O movimento não tem financiamento público nem sede própria. O improviso confere à iniciativa um caráter menos institucionalizado e mais afetivo. “Não queremos ser uma ONG com cara de empresa, nem uma empresa com cara de ONG”, afirma Felipe. “Somos uma rede de encontros.”

Um dos trabalhos mais significativos do Maré de Março é o que está em desenvolvimento na Ilha do Medo, uma das 56 que compõem o arquipélago. Reconhecida como estação ecológica desde 1991, a ilha, batizada pelos portugueses em razão dos muitos conflitos sangrentos que aconteceram no local envolvendo os nativos, os índios Tupinambás, vem padecendo de um grave problema ambiental: as correntes marinhas fazem aportar uma grande quantidade de resíduos sólidos nas praias. O lixo vem de toda a parte, especialmente de Salvador.

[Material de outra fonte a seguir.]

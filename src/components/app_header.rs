//! App Header Component
//!
//! Title bar with the JSON import picker and the new-list button.

use chrono::Utc;
use leptos::prelude::*;
use leptos::task::spawn_local;
use wasm_bindgen::JsCast;
use web_sys::HtmlInputElement;

use crate::commands;
use crate::context::use_app_context;
use crate::store::{open_new_list_modal, show_notice, use_view_store};

const IMPORT_FAILED: &str = "Ошибка при импорте файла";

#[component]
pub fn AppHeader() -> impl IntoView {
    let ctx = use_app_context();
    let view_store = use_view_store();

    let on_import = move |ev: web_sys::Event| {
        let Some(input) = ev.target().and_then(|target| target.dyn_into::<HtmlInputElement>().ok()) else {
            return;
        };
        let file = input.files().and_then(|files| files.get(0));
        // Reset so picking the same file again still fires `change`
        input.set_value("");
        let Some(file) = file else {
            return;
        };

        spawn_local(async move {
            let bytes = match commands::read_file_bytes(file).await {
                Ok(bytes) => bytes,
                Err(e) => {
                    log::error!("failed to read import file: {}", e);
                    commands::alert(IMPORT_FAILED);
                    return;
                }
            };
            match ctx.apply(|state| state.import_list(&bytes, Utc::now())) {
                Some(Ok(_)) => show_notice(&view_store, "Список успешно импортирован!"),
                Some(Err(e)) => {
                    log::warn!("import rejected: {}", e);
                    commands::alert(IMPORT_FAILED);
                }
                None => {}
            }
        });
    };

    view! {
        <header class="app-header">
            <h1>"🛒 Списки продуктов"</h1>
            <div class="header-actions">
                <label class="secondary-btn">
                    "📥 Импорт"
                    <input type="file" accept=".json" class="hidden" on:change=on_import />
                </label>
                <button class="primary-btn" on:click=move |_| open_new_list_modal(&view_store)>
                    "+ Новый список"
                </button>
            </div>
        </header>
    }
}
//! Turnover and transaction costs.

use crate::error::{BacktestError, Result};
use serde::{Deserialize, Serialize};
use std::collections::{BTreeMap, BTreeSet};

/// Proportional transaction costs charged on traded weight.
#[derive(Debug, Clone, Copy, PartialEq, Serialize, Deserialize)]
#[serde(default)]
pub struct CostModel {
    /// Cost per unit of traded weight, in basis points (default: 10)
    pub cost_bps: f64,
    /// Drift last month's weights with realised returns before measuring
    /// turnover
    pub drift_weights: bool,
}

impl Default for CostModel {
    fn default() -> Self {
        Self {
            cost_bps: 10.0,
            drift_weights: false,
        }
    }
}

impl CostModel {
    /// A cost model charging `cost_bps` per unit of turnover.
    pub fn new(cost_bps: f64) -> Result<Self> {
        let model = Self {
            cost_bps,
            ..Self::default()
        };
        model.validate()?;
        Ok(model)
    }

    /// Costs must be finite and non-negative.
    pub fn validate(&self) -> Result<()> {
        if !self.cost_bps.is_finite() || self.cost_bps < 0.0 {
            return Err(BacktestError::InvalidConfig(format!(
                "cost must be a non-negative number of bps, got {}",
                self.cost_bps
            )));
        }
        Ok(())
    }

    /// Cost as a fraction of capital for a given turnover.
    pub fn cost(&self, turnover: f64) -> f64 {
        turnover * self.cost_bps / 10_000.0
    }
}

/// Sum of absolute weight changes between two books.
pub fn turnover(previous: &BTreeMap<String, f64>, next: &BTreeMap<String, f64>) -> f64 {
    let tickers: BTreeSet<&String> = previous.keys().chain(next.keys()).collect();
    tickers
        .into_iter()
        .map(|t| {
            let before = previous.get(t).copied().unwrap_or(0.0);
            let after = next.get(t).copied().unwrap_or(0.0);
            (after - before).abs()
        })
        .sum()
}

/// Weights after one month of returns, rescaled to the original gross
/// exposure. A missing return leaves a weight unchanged.
pub fn drift<F>(weights: &BTreeMap<String, f64>, mut month_return: F) -> BTreeMap<String, f64>
where
    F: FnMut(&str) -> Option<f64>,
{
    let gross: f64 = weights.values().map(|w| w.abs()).sum();
    let grown: BTreeMap<String, f64> = weights
        .iter()
        .map(|(t, w)| {
            let r = month_return(t).filter(|r| r.is_finite()).unwrap_or(0.0);
            (t.clone(), w * (1.0 + r))
        })
        .collect();
    let grown_gross: f64 = grown.values().map(|w| w.abs()).sum();
    if grown_gross <= f64::EPSILON {
        return grown;
    }
    let scale = gross / grown_gross;
    grown.into_iter().map(|(t, w)| (t, w * scale)).collect()
}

Em parceria com o projeto Broto, de educação ambiental com foco no plantio de alimentos e ervas medicinais, a equipe iniciou a coleta de plásticos, que, reciclados, passam a abrigar mudas e plantas distribuídas gratuitamente à população. “Em 2017, fizemos cem viagens à Ilha do Medo”, afirma Felipe.

O RESGATE DA HISTÓRIA
Graças ao trabalho do Maré de Março, lugares históricos da região, como o antigo Engenho de Ingá-Açu, ruína do século 19, estão sendo descobertos. A batalha do time, agora, é fazer com que o local e outros 15 sejam reconhecidos e tombados como patrimônio histórico nacional. “A historiografia oficial vem relegando ao esquecimento alguns dos principais feitos dos itaparicanos”, acredita Felipe.

Junto com a Associação de Estudantes de Itaparica (AEITA), o ativista elabora um livro para documentar o que as obras oficiais não contam sobre a ilha. “É fundamental que os jovens daqui conheçam melhor o passado para que possam se identificar com seu território e fortalecer sua identidade e autoestima”, diz Felipe, que dá aulas de história no cursinho pré-vestibular da associação. “Será um divisor de águas entre o que se aprende na escola e o que foi esquecido e precisa ser rememorado”, afirma Adriano Alcantara, vice-presidente da AEITA.

Criar o sentimento de pertencimento é uma das principais preocupações da iniciativa, já que o desejo de sair da ilha é expresso pela maioria dos 400 jovens que já frequentaram o cursinho da AEITA. “Queremos provar que é possível viver aqui e ter uma vida de abundância e prosperidade; uma vida simples, porém mais humana”, diz Felipe.